Each line below with the word "sqlite" needs to be copied.

(Stored items)
┌──

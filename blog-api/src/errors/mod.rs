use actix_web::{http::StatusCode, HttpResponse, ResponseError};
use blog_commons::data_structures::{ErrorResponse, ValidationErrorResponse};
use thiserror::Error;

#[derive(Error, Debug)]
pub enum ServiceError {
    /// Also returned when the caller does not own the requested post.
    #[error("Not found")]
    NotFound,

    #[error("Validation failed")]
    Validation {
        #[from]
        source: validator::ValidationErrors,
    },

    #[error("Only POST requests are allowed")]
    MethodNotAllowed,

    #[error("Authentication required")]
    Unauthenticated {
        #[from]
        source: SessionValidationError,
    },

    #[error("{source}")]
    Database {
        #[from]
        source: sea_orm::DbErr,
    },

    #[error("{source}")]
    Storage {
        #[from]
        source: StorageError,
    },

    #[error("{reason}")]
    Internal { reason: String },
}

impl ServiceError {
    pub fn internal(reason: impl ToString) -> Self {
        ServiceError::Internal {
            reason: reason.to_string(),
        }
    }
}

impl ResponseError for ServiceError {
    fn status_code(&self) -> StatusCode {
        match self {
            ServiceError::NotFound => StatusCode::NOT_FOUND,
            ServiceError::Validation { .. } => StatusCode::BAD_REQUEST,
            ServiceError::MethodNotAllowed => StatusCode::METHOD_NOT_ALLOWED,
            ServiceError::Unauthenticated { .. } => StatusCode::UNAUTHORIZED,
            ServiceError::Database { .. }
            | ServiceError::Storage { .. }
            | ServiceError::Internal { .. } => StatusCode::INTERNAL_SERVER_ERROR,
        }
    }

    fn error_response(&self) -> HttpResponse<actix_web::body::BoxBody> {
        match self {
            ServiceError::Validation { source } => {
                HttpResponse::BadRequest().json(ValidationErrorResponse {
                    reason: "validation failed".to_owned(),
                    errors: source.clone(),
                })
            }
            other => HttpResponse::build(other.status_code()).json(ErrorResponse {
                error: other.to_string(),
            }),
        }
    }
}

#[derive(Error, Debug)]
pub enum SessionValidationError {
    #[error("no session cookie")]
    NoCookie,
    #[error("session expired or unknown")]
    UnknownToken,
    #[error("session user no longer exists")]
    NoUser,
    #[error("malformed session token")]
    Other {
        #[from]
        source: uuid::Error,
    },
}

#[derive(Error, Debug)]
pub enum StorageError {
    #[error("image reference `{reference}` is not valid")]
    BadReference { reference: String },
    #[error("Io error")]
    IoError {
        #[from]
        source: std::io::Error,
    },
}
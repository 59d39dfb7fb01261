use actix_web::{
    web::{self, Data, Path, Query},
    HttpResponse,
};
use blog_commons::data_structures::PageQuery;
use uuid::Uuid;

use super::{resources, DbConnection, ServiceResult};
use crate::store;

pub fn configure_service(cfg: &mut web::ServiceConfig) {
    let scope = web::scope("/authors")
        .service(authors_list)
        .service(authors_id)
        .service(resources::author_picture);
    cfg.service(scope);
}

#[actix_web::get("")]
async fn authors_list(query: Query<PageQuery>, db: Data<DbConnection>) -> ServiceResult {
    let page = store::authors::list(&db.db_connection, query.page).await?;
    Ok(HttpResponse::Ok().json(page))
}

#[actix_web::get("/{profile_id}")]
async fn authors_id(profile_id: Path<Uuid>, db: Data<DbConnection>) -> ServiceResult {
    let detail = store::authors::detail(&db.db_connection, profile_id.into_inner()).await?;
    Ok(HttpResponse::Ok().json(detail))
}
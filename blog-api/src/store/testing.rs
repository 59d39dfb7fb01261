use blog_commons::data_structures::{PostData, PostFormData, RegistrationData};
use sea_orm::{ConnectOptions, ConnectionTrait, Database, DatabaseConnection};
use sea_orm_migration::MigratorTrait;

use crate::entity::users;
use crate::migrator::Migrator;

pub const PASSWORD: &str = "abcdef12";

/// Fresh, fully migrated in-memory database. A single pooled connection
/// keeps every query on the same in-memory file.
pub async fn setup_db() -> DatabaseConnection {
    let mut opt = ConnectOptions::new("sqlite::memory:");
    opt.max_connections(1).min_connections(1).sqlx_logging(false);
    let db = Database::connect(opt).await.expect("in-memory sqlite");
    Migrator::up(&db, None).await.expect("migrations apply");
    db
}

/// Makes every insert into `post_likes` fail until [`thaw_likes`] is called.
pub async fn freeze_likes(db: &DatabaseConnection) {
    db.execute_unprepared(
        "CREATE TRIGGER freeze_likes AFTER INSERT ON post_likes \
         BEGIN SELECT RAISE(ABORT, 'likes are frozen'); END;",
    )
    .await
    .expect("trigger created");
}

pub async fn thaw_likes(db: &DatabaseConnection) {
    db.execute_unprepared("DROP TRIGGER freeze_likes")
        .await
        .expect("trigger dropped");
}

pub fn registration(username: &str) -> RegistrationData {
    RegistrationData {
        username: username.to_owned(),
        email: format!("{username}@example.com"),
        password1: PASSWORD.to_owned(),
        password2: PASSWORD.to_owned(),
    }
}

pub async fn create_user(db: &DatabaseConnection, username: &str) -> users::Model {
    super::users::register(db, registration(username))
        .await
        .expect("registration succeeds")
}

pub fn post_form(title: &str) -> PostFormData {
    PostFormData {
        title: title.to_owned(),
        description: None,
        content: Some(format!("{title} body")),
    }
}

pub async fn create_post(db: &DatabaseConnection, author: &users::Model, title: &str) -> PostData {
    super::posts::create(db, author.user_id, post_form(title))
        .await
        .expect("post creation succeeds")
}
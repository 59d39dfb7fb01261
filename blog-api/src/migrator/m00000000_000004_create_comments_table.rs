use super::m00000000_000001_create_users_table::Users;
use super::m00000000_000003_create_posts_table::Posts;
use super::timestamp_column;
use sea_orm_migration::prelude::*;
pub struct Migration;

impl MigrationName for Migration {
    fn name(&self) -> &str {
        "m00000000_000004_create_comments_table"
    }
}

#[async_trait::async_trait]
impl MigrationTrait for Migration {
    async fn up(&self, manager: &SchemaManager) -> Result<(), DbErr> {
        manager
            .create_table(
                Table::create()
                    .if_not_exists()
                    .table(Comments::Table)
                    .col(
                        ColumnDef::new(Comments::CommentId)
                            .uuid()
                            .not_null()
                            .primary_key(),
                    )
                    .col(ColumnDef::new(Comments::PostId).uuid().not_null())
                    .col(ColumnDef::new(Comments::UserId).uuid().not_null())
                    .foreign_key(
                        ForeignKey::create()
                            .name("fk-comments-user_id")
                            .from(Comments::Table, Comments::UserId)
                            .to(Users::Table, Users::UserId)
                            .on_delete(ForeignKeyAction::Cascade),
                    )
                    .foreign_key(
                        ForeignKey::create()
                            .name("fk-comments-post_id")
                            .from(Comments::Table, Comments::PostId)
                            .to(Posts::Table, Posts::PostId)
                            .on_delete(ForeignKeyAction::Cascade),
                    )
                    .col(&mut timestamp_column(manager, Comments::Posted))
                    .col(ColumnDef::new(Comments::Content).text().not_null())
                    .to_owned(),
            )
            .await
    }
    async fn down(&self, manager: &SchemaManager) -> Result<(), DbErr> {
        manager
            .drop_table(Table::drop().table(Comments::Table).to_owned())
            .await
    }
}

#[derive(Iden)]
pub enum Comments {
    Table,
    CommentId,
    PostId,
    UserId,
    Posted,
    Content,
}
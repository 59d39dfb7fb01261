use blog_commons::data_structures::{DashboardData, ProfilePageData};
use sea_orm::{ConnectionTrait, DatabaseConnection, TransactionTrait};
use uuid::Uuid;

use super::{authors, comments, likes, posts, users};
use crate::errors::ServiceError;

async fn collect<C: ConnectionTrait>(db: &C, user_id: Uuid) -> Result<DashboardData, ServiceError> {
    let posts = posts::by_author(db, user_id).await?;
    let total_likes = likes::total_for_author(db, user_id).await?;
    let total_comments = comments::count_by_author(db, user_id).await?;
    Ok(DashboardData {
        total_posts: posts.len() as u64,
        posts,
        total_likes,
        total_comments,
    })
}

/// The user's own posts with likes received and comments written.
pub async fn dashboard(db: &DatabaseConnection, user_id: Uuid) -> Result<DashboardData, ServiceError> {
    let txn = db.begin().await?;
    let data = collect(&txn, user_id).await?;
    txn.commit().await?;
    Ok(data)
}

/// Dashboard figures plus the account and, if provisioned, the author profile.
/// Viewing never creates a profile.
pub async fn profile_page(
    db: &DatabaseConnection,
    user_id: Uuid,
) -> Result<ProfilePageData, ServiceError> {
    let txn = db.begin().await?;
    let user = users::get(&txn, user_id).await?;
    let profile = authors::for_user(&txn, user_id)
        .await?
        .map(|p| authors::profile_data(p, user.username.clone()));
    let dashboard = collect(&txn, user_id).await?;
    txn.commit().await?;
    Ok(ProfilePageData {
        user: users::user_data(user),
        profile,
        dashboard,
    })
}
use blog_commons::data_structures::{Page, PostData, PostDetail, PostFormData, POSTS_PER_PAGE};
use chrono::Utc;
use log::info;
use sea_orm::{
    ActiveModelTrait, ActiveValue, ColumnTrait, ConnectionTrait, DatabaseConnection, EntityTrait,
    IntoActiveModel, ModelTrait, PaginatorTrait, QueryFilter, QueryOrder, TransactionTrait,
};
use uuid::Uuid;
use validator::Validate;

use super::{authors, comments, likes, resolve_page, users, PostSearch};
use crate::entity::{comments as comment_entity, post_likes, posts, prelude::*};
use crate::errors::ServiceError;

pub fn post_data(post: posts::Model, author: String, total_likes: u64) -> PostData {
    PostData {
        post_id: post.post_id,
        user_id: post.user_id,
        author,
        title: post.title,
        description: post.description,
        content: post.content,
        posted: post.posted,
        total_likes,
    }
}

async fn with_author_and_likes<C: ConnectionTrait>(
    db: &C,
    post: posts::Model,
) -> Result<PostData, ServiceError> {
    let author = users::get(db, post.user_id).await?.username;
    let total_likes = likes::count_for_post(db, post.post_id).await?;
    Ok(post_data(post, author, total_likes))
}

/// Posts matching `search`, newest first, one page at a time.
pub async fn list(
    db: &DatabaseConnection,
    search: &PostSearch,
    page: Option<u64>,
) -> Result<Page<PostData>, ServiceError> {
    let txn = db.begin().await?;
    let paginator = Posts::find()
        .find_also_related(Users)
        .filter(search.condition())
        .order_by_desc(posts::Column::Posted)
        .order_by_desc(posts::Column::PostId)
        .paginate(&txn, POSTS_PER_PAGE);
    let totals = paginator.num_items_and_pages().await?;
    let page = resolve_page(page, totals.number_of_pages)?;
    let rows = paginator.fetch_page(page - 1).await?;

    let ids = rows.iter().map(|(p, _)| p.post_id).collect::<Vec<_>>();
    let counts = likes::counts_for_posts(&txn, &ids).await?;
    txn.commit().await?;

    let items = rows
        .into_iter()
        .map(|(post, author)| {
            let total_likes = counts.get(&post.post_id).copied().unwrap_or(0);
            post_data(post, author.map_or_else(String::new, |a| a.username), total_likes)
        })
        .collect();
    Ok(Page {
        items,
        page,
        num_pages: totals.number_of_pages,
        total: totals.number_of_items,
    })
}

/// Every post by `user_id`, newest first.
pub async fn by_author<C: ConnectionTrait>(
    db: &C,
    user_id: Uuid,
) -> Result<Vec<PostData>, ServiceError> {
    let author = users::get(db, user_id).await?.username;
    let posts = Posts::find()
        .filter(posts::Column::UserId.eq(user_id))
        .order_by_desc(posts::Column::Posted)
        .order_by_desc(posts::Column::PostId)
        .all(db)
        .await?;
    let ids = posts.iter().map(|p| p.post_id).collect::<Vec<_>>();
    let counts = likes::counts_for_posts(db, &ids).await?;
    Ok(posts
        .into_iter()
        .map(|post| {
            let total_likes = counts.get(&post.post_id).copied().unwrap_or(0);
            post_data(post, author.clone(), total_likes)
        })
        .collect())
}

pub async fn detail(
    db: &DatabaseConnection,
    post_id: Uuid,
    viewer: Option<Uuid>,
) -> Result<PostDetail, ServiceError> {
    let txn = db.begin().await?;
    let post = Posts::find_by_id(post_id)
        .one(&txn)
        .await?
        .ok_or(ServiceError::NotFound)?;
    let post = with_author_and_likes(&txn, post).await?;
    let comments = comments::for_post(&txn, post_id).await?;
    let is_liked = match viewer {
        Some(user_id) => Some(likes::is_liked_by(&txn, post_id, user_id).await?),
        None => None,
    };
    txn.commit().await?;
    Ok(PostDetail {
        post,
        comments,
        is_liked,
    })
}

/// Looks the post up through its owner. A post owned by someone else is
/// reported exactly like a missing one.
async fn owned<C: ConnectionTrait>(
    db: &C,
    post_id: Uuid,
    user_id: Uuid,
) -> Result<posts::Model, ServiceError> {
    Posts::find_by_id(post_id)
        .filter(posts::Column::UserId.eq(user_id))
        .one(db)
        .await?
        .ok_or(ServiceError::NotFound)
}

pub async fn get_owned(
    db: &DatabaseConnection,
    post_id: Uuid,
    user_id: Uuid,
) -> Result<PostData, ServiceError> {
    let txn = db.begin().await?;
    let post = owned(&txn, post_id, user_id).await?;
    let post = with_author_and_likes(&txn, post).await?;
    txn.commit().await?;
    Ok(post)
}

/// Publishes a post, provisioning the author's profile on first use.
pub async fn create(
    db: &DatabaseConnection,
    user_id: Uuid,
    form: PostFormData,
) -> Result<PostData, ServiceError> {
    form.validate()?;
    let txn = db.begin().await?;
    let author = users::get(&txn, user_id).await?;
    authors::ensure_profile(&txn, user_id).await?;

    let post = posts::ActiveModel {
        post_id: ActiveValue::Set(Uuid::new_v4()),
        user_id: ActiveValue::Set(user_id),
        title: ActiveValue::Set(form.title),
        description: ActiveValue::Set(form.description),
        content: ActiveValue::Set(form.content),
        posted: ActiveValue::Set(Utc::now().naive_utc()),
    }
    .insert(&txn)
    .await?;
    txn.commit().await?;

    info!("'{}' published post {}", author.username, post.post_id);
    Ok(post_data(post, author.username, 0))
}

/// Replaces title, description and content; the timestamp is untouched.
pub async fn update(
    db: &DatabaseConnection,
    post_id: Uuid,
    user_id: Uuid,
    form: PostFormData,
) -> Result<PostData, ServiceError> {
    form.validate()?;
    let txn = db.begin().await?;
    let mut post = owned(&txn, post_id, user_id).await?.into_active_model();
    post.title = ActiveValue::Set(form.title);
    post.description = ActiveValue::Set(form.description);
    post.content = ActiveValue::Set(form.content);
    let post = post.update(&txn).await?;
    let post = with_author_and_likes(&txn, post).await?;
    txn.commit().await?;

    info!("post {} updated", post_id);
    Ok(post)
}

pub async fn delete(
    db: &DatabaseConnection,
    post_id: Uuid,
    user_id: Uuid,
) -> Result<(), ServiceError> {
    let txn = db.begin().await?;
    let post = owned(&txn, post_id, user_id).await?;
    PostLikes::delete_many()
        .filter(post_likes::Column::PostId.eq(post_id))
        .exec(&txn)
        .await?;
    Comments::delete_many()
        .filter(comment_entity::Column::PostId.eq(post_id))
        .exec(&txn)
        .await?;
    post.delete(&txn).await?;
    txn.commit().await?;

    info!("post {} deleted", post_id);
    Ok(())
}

└──

=== RESPONSE ===
    let mut opt = ConnectOptions::new("sqlite::memory:");
    let db = Database::connect(opt).await.expect("in-memory sqlite");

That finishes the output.